トキタについて歩いていくと、今度は一回り小さなドアを開けて「入るぞ」と目で示す。あとに続いて入ったハルは、「あれ?」と小さく声を上げていた。その光景に、見覚えがあって。
「ここ……さっきの店?」
男子生徒が買い物をしていた菓子屋。それを裏側から見ているような、妙な感覚。
「『マーケット』の裏だよ。店だけじゃない、ゲームセンターも、レストランも、シアターも。広場を取り囲んでいた建物はすべて、『裏』と繋がっているんだ。こちらから――」
トキタは店の向こうに見えるガラスの自動ドアを指さした。
「あのドアを出て、さっききみの歩いていた『表』に出ることもできるよ」
子供たちが買い物をしていた空間と、今ハルが立っている場所。その間には、遮るもののひとつもない。ハルがあと数歩踏み出せば、さっき外から見た店内に入ることができる。男子生徒がしていたように、入店システムのチェックを受けることなく、裏から街に立ち入ることができるというのか。
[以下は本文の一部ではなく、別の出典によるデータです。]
use std::sync::Arc;

use axum::{
    extract::{Path, State},
    http::StatusCode,
    routing::{get, put},
    Extension, Json, Router,
};
use serde_json::{json, Value};

use fintrack_core::goals::{Goal, GoalInput, GoalUpdate};

use crate::{auth::CurrentUser, error::ApiResult, main_lib::AppState};

async fn get_goals(
    State(state): State<Arc<AppState>>,
    Extension(user): Extension<CurrentUser>,
) -> ApiResult<Json<Vec<Goal>>> {
    let goals = state.goal_service.get_goals(user.id())?;
    Ok(Json(goals))
}

async fn create_goal(
    State(state): State<Arc<AppState>>,
    Extension(user): Extension<CurrentUser>,
    Json(goal): Json<GoalInput>,
) -> ApiResult<(StatusCode, Json<Goal>)> {
    let g = state.goal_service.create_goal(user.id(), goal).await?;
    Ok((StatusCode::CREATED, Json(g)))
}

async fn update_goal(
    Path(id): Path<String>,
    State(state): State<Arc<AppState>>,
    Extension(user): Extension<CurrentUser>,
    Json(update): Json<GoalUpdate>,
) -> ApiResult<Json<Goal>> {
    let g = state.goal_service.update_goal(user.id(), &id, update).await?;
    Ok(Json(g))
}

async fn delete_goal(
    Path(id): Path<String>,
    State(state): State<Arc<AppState>>,
    Extension(user): Extension<CurrentUser>,
) -> ApiResult<Json<Value>> {
    state.goal_service.delete_goal(user.id(), &id).await?;
    Ok(Json(json!({ "message": "Goal deleted successfully" })))
}

pub fn router() -> Router<Arc<AppState>> {
    Router::new()
        .route("/goals", get(get_goals).post(create_goal))
        .route("/goals/{id}", put(update_goal).delete(delete_goal))
}
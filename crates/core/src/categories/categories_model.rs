//! Category domain models.

use chrono::NaiveDateTime;
use serde::{Deserialize, Serialize};

use crate::errors::Error;
use crate::transactions::TransactionType;

/// Domain model representing a user-defined category
#[derive(Debug, Clone, Serialize, Deserialize, PartialEq)]
#[serde(rename_all = "camelCase")]
pub struct Category {
    pub id: String,
    pub user_id: String,
    pub name: String,
    pub color: String,
    pub icon: Option<String>,
    #[serde(rename = "type")]
    pub category_type: TransactionType,
    pub created_at: NaiveDateTime,
    pub updated_at: NaiveDateTime,
}

/// Validated input for inserting a category
#[derive(Debug, Clone)]
pub struct NewCategory {
    pub user_id: String,
    pub name: String,
    pub color: String,
    pub icon: Option<String>,
    pub category_type: TransactionType,
}

/// Raw create request
#[derive(Debug, Clone, Default, Serialize, Deserialize)]
#[serde(rename_all = "camelCase")]
pub struct CategoryInput {
    pub name: Option<String>,
    pub color: Option<String>,
    pub icon: Option<String>,
    #[serde(rename = "type")]
    pub category_type: Option<String>,
}

/// Error returned when a category still has transactions attached.
pub fn category_in_use(count: i64) -> Error {
    Error::invalid_input(format!(
        "Category is used by {count} transaction(s) and cannot be deleted"
    ))
}
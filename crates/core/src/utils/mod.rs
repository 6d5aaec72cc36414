pub mod amount_utils;
pub mod input_utils;
pub mod time_utils;

pub use amount_utils::{positive_amount, round_amount, NumberInput};
pub use input_utils::non_blank;
pub use time_utils::{
    day_label, month_label, parse_date_input, parse_datetime_input, today_local, trailing_days,
    trailing_months, DateWindow,
};
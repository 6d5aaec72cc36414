//! AI chat relay endpoints.
//!
//! Upstream failures are reported in-band: the response is 200 with
//! `success: false`. Only malformed requests get a 400.

use std::sync::Arc;

use axum::{extract::State, http::StatusCode, routing::post, Json, Router};
use serde_json::Value;

use fintrack_ai::{ChatMessage, ChatReply};

use crate::main_lib::AppState;

type ChatResponse = (StatusCode, Json<ChatReply>);

fn bad_request(message: &str) -> ChatResponse {
    (StatusCode::BAD_REQUEST, Json(ChatReply::failed(message)))
}

/// POST /api/ai/chat
async fn chat(State(state): State<Arc<AppState>>, Json(body): Json<Value>) -> ChatResponse {
    let messages = body
        .get("messages")
        .cloned()
        .and_then(|m| serde_json::from_value::<Vec<ChatMessage>>(m).ok())
        .filter(|m| !m.is_empty());
    let Some(messages) = messages else {
        return bad_request("Messages array is required");
    };

    let reply = state.chat_service.chat(&messages).await;
    (StatusCode::OK, Json(reply))
}

/// POST /api/ai/advice
async fn advice(State(state): State<Arc<AppState>>, Json(body): Json<Value>) -> ChatResponse {
    let Some(context) = body
        .get("context")
        .and_then(Value::as_str)
        .filter(|c| !c.trim().is_empty())
    else {
        return bad_request("Context is required");
    };

    let reply = state.chat_service.advice(context).await;
    (StatusCode::OK, Json(reply))
}

pub fn router() -> Router<Arc<AppState>> {
    Router::new()
        .route("/ai/chat", post(chat))
        .route("/ai/advice", post(advice))
}
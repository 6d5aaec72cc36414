//! Account maintenance for the signed-in user.

use std::sync::Arc;

use axum::{extract::State, routing::post, Extension, Json, Router};
use serde::{Deserialize, Serialize};
use serde_json::{json, Value};

use fintrack_core::users::{normalize_email, validate_password};

use crate::{
    auth::{AuthError, CurrentUser},
    error::{ApiError, ApiResult},
    main_lib::AppState,
};

#[derive(Deserialize)]
#[serde(rename_all = "camelCase")]
struct ChangePasswordRequest {
    old_password: Option<String>,
    new_password: Option<String>,
}

#[derive(Serialize)]
struct ChangePasswordResponse {
    message: &'static str,
    token: String,
}

#[derive(Deserialize)]
struct DeleteAccountRequest {
    email: Option<String>,
    password: Option<String>,
}

async fn change_password(
    State(state): State<Arc<AppState>>,
    Extension(user): Extension<CurrentUser>,
    Json(payload): Json<ChangePasswordRequest>,
) -> ApiResult<Json<ChangePasswordResponse>> {
    let (Some(old_password), Some(new_password)) = (
        payload.old_password.filter(|p| !p.is_empty()),
        payload.new_password.filter(|p| !p.is_empty()),
    ) else {
        return Err(ApiError::BadRequest(
            "Old and new passwords are required".to_string(),
        ));
    };

    match state.auth.verify_password(&user.0.password_hash, &old_password) {
        Ok(()) => {}
        Err(AuthError::InvalidCredentials) => {
            return Err(ApiError::BadRequest("Invalid old password".to_string()))
        }
        Err(other) => return Err(other.into()),
    }
    validate_password(&new_password)?;

    let password_hash = state.auth.hash_password(&new_password)?;
    state
        .user_service
        .change_password(user.id(), password_hash)
        .await?;

    let token = state.auth.issue_token(user.id())?;
    tracing::info!("User {} changed their password", user.id());
    Ok(Json(ChangePasswordResponse {
        message: "Password changed successfully",
        token,
    }))
}

async fn delete_account(
    State(state): State<Arc<AppState>>,
    Extension(user): Extension<CurrentUser>,
    Json(payload): Json<DeleteAccountRequest>,
) -> ApiResult<Json<Value>> {
    let password = payload
        .password
        .filter(|p| !p.is_empty())
        .ok_or_else(|| ApiError::BadRequest("Password is required".to_string()))?;
    let email = payload
        .email
        .map(|e| normalize_email(&e))
        .filter(|e| !e.is_empty())
        .ok_or_else(|| ApiError::BadRequest("Email is required".to_string()))?;

    if email != user.0.email {
        return Err(ApiError::BadRequest(
            "Email does not match the signed-in account".to_string(),
        ));
    }
    match state.auth.verify_password(&user.0.password_hash, &password) {
        Ok(()) => {}
        Err(AuthError::InvalidCredentials) => {
            return Err(ApiError::Auth("Invalid password".to_string()))
        }
        Err(other) => return Err(other.into()),
    }

    state.user_service.delete_user(user.id()).await?;
    Ok(Json(json!({ "message": "Account deleted successfully" })))
}

pub fn router() -> Router<Arc<AppState>> {
    Router::new()
        .route("/users/change-password", post(change_password))
        .route("/users/delete-account", post(delete_account))
}
use crate::errors::Result;
use crate::users::users_model::{NewUser, ProfileUpdate, User};
use async_trait::async_trait;

/// Trait for user repository operations
#[async_trait]
pub trait UserRepositoryTrait: Send + Sync {
    fn get_by_id(&self, user_id: &str) -> Result<Option<User>>;
    fn get_by_email(&self, email: &str) -> Result<Option<User>>;
    async fn insert(&self, new_user: NewUser) -> Result<User>;
    async fn update_profile(&self, user_id: &str, update: ProfileUpdate) -> Result<User>;
    async fn update_password_hash(&self, user_id: &str, password_hash: String) -> Result<()>;
    /// Deletes the user; owned rows are removed by cascade.
    async fn delete(&self, user_id: &str) -> Result<usize>;
}

/// Trait for user service operations
#[async_trait]
pub trait UserServiceTrait: Send + Sync {
    fn get_user(&self, user_id: &str) -> Result<Option<User>>;
    fn find_by_email(&self, email: &str) -> Result<Option<User>>;
    async fn register(&self, new_user: NewUser) -> Result<User>;
    async fn update_profile(&self, user_id: &str, update: ProfileUpdate) -> Result<User>;
    async fn change_password(&self, user_id: &str, password_hash: String) -> Result<()>;
    async fn delete_user(&self, user_id: &str) -> Result<()>;
}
「けれど、『表』で生活している子供たちがこちら側に来ることは、絶対にない」
「いや、それは――おれだって、向こう側から見て奥にまだ何か続いているなんて、思わなかったよ?」
「ああ、一見すればそうかもしれないが、奥まで入れば……あるいは何度も立ち入るうちに、おそらく気づくだろう、きみなら。そして興味を持つ。試しに足を踏み入れてみるかもしれない。それが、彼らときみとの違いだよ」
(おれと、あいつらの、違い……?)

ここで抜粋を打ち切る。